First, consider whether the non-compete was ever enforceable. Non-competes are often written too broadly and become unenforceable. Next, consider the other sides' ability to afford litigation. If they are out of business, how are they going to litigate this? Next, consider damages. If the other side is no longer in business, how is it that you, entering the business after their operations have ceased, damages theirs? Finally, you can be sued for anything on any contract,. The questions is always, is it worth the risk?
This is an public comment. It is largely a public, non-confidential opinion meant to generally inform the questioner of legal principals and options. Due to lack of specifics, information and direct counsel, it in no way is to be construed as competent legal advice specific to the individuals case,.nor does it imply or create an attorney client relationship. For competent legal advice, consult directly with an attorney.

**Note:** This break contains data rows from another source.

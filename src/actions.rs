//! Structured actions returned by the assistant.
//!
//! Each action is a pure intent ("toggle wellness item X to done"). How an
//! intent maps onto stored state is the executor's business alone.
//!
//! Parsing is lenient one action at a time: an unknown `type`, a missing
//! required field, an out-of-enum value, or a blank required string drops
//! that action and nothing else.

use chrono::Weekday;
use serde::{Deserialize, Serialize};
use serde_json::Value;

use crate::helpers::{normalize_time, parse_date};
use crate::types::{ExceptionType, PlanCategory, PlanPriority, ReminderPriority};

#[derive(Debug, Clone, PartialEq, Serialize, Deserialize)]
#[serde(tag = "type", rename_all = "camelCase", rename_all_fields = "camelCase")]
pub enum AIAction {
    // Wellness
    ToggleWellness {
        id: String,
        done: bool,
    },
    BatchToggleWellness {
        ids: Vec<String>,
        done: bool,
    },

    // Medication
    LogDose,
    SkipDose,

    // Reminders
    AddReminder {
        title: String,
        #[serde(default)]
        due_date: Option<String>,
        #[serde(default)]
        flagged: bool,
        #[serde(default)]
        notes: Option<String>,
    },
    CompleteReminder {
        title: String,
    },
    FlagReminder {
        title: String,
    },
    RescheduleReminder {
        title: String,
        due_date: String,
    },
    SetReminderPriority {
        title: String,
        priority: ReminderPriority,
    },
    BatchRescheduleTasks {
        filter: RescheduleFilter,
        new_date: String,
    },

    // Today's plan
    UpdatePlanSummary {
        summary: String,
    },
    AddPlanItem {
        title: String,
        #[serde(default)]
        time: Option<String>,
        #[serde(default)]
        category: Option<PlanCategory>,
        #[serde(default)]
        priority: Option<PlanPriority>,
        #[serde(default)]
        source_id: Option<String>,
        #[serde(default)]
        ai_note: Option<String>,
    },
    RemovePlanItem {
        title: String,
    },
    ReschedulePlanItem {
        title: String,
        time: String,
    },
    ReprioritizePlan {
        order: Vec<String>,
    },
    CompletePlanItem {
        title: String,
    },

    // Classes
    MarkClassException {
        #[serde(default)]
        scope: Option<ExceptionScope>,
        #[serde(default)]
        class_ids: Option<Vec<String>>,
        exception_type: ExceptionType,
        #[serde(default)]
        sub_name: Option<String>,
        #[serde(default)]
        reason: Option<String>,
    },
    MarkClassExceptionRange {
        start_date: String,
        end_date: String,
        exception_type: ExceptionType,
        #[serde(default)]
        class_ids: Option<Vec<String>>,
        #[serde(default)]
        sub_name: Option<String>,
        #[serde(default)]
        reason: Option<String>,
    },
    ClearClassException {
        #[serde(default)]
        scope: Option<ExceptionScope>,
        #[serde(default)]
        class_ids: Option<Vec<String>>,
    },
    AddClassNote {
        class_id: String,
        text: String,
        #[serde(default)]
        category: Option<String>,
    },
    SetClassPlan {
        class_id: String,
        plan: String,
    },
    SetNextWeekGoal {
        class_id: String,
        goal: String,
    },
    AddClass {
        name: String,
        day: Weekday,
        start_time: String,
        end_time: String,
        #[serde(default)]
        studio: Option<String>,
    },
    UpdateClass {
        class_id: String,
        #[serde(default)]
        name: Option<String>,
        #[serde(default)]
        day: Option<Weekday>,
        #[serde(default)]
        start_time: Option<String>,
        #[serde(default)]
        end_time: Option<String>,
        #[serde(default)]
        studio: Option<String>,
    },

    // Competition dances
    AddRehearsalNote {
        dance_id: String,
        notes: String,
        #[serde(default)]
        focus_areas: Vec<String>,
    },

    // Launch plan
    CompleteLaunchTask {
        task_id: String,
    },
    SkipLaunchTask {
        task_id: String,
    },

    // Disruption
    StartDisruption {
        kind: String,
        #[serde(default)]
        reason: Option<String>,
        #[serde(default)]
        expected_return: Option<String>,
    },
    EndDisruption,
}

/// Which open reminders a batch reschedule touches.
#[derive(Debug, Clone, Copy, PartialEq, Eq, Serialize, Deserialize)]
#[serde(rename_all = "kebab-case")]
pub enum RescheduleFilter {
    Overdue,
    DueThisWeek,
    AllActive,
}

/// `specific` targets the listed class ids; `all` every class meeting today.
#[derive(Debug, Clone, Copy, PartialEq, Eq, Serialize, Deserialize)]
#[serde(rename_all = "lowercase")]
pub enum ExceptionScope {
    Specific,
    All,
}

fn blank(value: &str) -> bool {
    value.trim().is_empty()
}

fn bad_date(value: &str) -> bool {
    parse_date(value).is_none()
}

fn bad_optional_time(value: &Option<String>) -> bool {
    value.as_deref().is_some_and(|t| normalize_time(t).is_none())
}

impl AIAction {
    /// Wire name of the variant, for logs.
    pub fn kind(&self) -> &'static str {
        match self {
            AIAction::ToggleWellness { .. } => "toggleWellness",
            AIAction::BatchToggleWellness { .. } => "batchToggleWellness",
            AIAction::LogDose => "logDose",
            AIAction::SkipDose => "skipDose",
            AIAction::AddReminder { .. } => "addReminder",
            AIAction::CompleteReminder { .. } => "completeReminder",
            AIAction::FlagReminder { .. } => "flagReminder",
            AIAction::RescheduleReminder { .. } => "rescheduleReminder",
            AIAction::SetReminderPriority { .. } => "setReminderPriority",
            AIAction::BatchRescheduleTasks { .. } => "batchRescheduleTasks",
            AIAction::UpdatePlanSummary { .. } => "updatePlanSummary",
            AIAction::AddPlanItem { .. } => "addPlanItem",
            AIAction::RemovePlanItem { .. } => "removePlanItem",
            AIAction::ReschedulePlanItem { .. } => "reschedulePlanItem",
            AIAction::ReprioritizePlan { .. } => "reprioritizePlan",
            AIAction::CompletePlanItem { .. } => "completePlanItem",
            AIAction::MarkClassException { .. } => "markClassException",
            AIAction::MarkClassExceptionRange { .. } => "markClassExceptionRange",
            AIAction::ClearClassException { .. } => "clearClassException",
            AIAction::AddClassNote { .. } => "addClassNote",
            AIAction::SetClassPlan { .. } => "setClassPlan",
            AIAction::SetNextWeekGoal { .. } => "setNextWeekGoal",
            AIAction::AddClass { .. } => "addClass",
            AIAction::UpdateClass { .. } => "updateClass",
            AIAction::AddRehearsalNote { .. } => "addRehearsalNote",
            AIAction::CompleteLaunchTask { .. } => "completeLaunchTask",
            AIAction::SkipLaunchTask { .. } => "skipLaunchTask",
            AIAction::StartDisruption { .. } => "startDisruption",
            AIAction::EndDisruption => "endDisruption",
        }
    }

    /// Field-level checks serde cannot express. Returns the offending field.
    pub fn validate(&self) -> Result<(), &'static str> {
        let bad = match self {
            AIAction::ToggleWellness { id, .. } => blank(id).then_some("id"),
            AIAction::BatchToggleWellness { ids, .. } => {
                (ids.is_empty() || ids.iter().any(|id| blank(id))).then_some("ids")
            }
            AIAction::LogDose | AIAction::SkipDose | AIAction::EndDisruption => None,
            AIAction::AddReminder {
                title, due_date, ..
            } => {
                if blank(title) {
                    Some("title")
                } else if due_date.as_deref().is_some_and(bad_date) {
                    Some("dueDate")
                } else {
                    None
                }
            }
            AIAction::CompleteReminder { title }
            | AIAction::FlagReminder { title }
            | AIAction::SetReminderPriority { title, .. }
            | AIAction::RemovePlanItem { title }
            | AIAction::CompletePlanItem { title } => blank(title).then_some("title"),
            AIAction::RescheduleReminder { title, due_date } => {
                if blank(title) {
                    Some("title")
                } else {
                    bad_date(due_date).then_some("dueDate")
                }
            }
            AIAction::BatchRescheduleTasks { new_date, .. } => {
                bad_date(new_date).then_some("newDate")
            }
            AIAction::UpdatePlanSummary { summary } => blank(summary).then_some("summary"),
            AIAction::AddPlanItem { title, time, .. } => {
                if blank(title) {
                    Some("title")
                } else {
                    bad_optional_time(time).then_some("time")
                }
            }
            AIAction::ReschedulePlanItem { title, time } => {
                if blank(title) {
                    Some("title")
                } else {
                    normalize_time(time).is_none().then_some("time")
                }
            }
            AIAction::ReprioritizePlan { order } => order.is_empty().then_some("order"),
            AIAction::MarkClassException {
                scope, class_ids, ..
            }
            | AIAction::ClearClassException { scope, class_ids } => {
                let no_ids = class_ids.as_ref().map_or(true, |ids| ids.is_empty());
                (*scope == Some(ExceptionScope::Specific) && no_ids).then_some("classIds")
            }
            AIAction::MarkClassExceptionRange {
                start_date,
                end_date,
                ..
            } => {
                if bad_date(start_date) {
                    Some("startDate")
                } else {
                    bad_date(end_date).then_some("endDate")
                }
            }
            AIAction::AddClassNote { class_id, text, .. } => {
                if blank(class_id) {
                    Some("classId")
                } else {
                    blank(text).then_some("text")
                }
            }
            AIAction::SetClassPlan { class_id, .. } | AIAction::SetNextWeekGoal { class_id, .. } => {
                blank(class_id).then_some("classId")
            }
            AIAction::AddClass {
                name,
                start_time,
                end_time,
                ..
            } => {
                if blank(name) {
                    Some("name")
                } else if normalize_time(start_time).is_none() {
                    Some("startTime")
                } else {
                    normalize_time(end_time).is_none().then_some("endTime")
                }
            }
            AIAction::UpdateClass {
                class_id,
                start_time,
                end_time,
                ..
            } => {
                if blank(class_id) {
                    Some("classId")
                } else if bad_optional_time(start_time) {
                    Some("startTime")
                } else {
                    bad_optional_time(end_time).then_some("endTime")
                }
            }
            AIAction::AddRehearsalNote {
                dance_id, notes, ..
            } => {
                if blank(dance_id) {
                    Some("danceId")
                } else {
                    blank(notes).then_some("notes")
                }
            }
            AIAction::CompleteLaunchTask { task_id } | AIAction::SkipLaunchTask { task_id } => {
                blank(task_id).then_some("taskId")
            }
            AIAction::StartDisruption { kind, .. } => blank(kind).then_some("kind"),
        };
        match bad {
            Some(field) => Err(field),
            None => Ok(()),
        }
    }
}

/// Parse raw action objects, skipping malformed ones. Order is preserved.
pub fn parse_actions(raw: &[Value]) -> Vec<AIAction> {
    raw.iter()
        .enumerate()
        .filter_map(|(idx, value)| {
            let tag = value.get("type").and_then(Value::as_str).unwrap_or("<none>");
            match serde_json::from_value::<AIAction>(value.clone()) {
                Ok(action) => match action.validate() {
                    Ok(()) => Some(action),
                    Err(field) => {
                        log::debug!("Skipping action #{} ({}): invalid {}", idx, tag, field);
                        None
                    }
                },
                Err(e) => {
                    log::debug!("Skipping action #{} ({}): {}", idx, tag, e);
                    None
                }
            }
        })
        .collect()
}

Technically, the answer is likely yes. When a company "closes," they don't cease to exist. And there are different meanings of the word "closes." For example, the company could cease operating, and it could file with the state a dissolution. Each of those can be interpreted as closing, but in each case, the company still has rights and responsibilities. One of the responsibilities is to liquidate the company and one of the rights is to enforce contracts. So theoretically, the company, even if it is closed, could attempt to enforce the non-compete and it may have a responsibility to do so for the benefit of the owners of the company.
The challenge a company would have in this situation is to show that enforcing the non-compete is necessary to protect their economic interests. The seller could make the argument that the buyer has abandoned the business and there is now no benefit in the non-compete. But the buyer could argue that the seller never complied and the fact that the seller started back up may be evidence that the seller interfered with the buyers business prior to closing. The best course to take in a situation like this is to ask for a waiver or release from the obligation.
This response is not legal advice and is for informational purposes only. No attorney-client relationship is established between questioner and answerer by means of this response.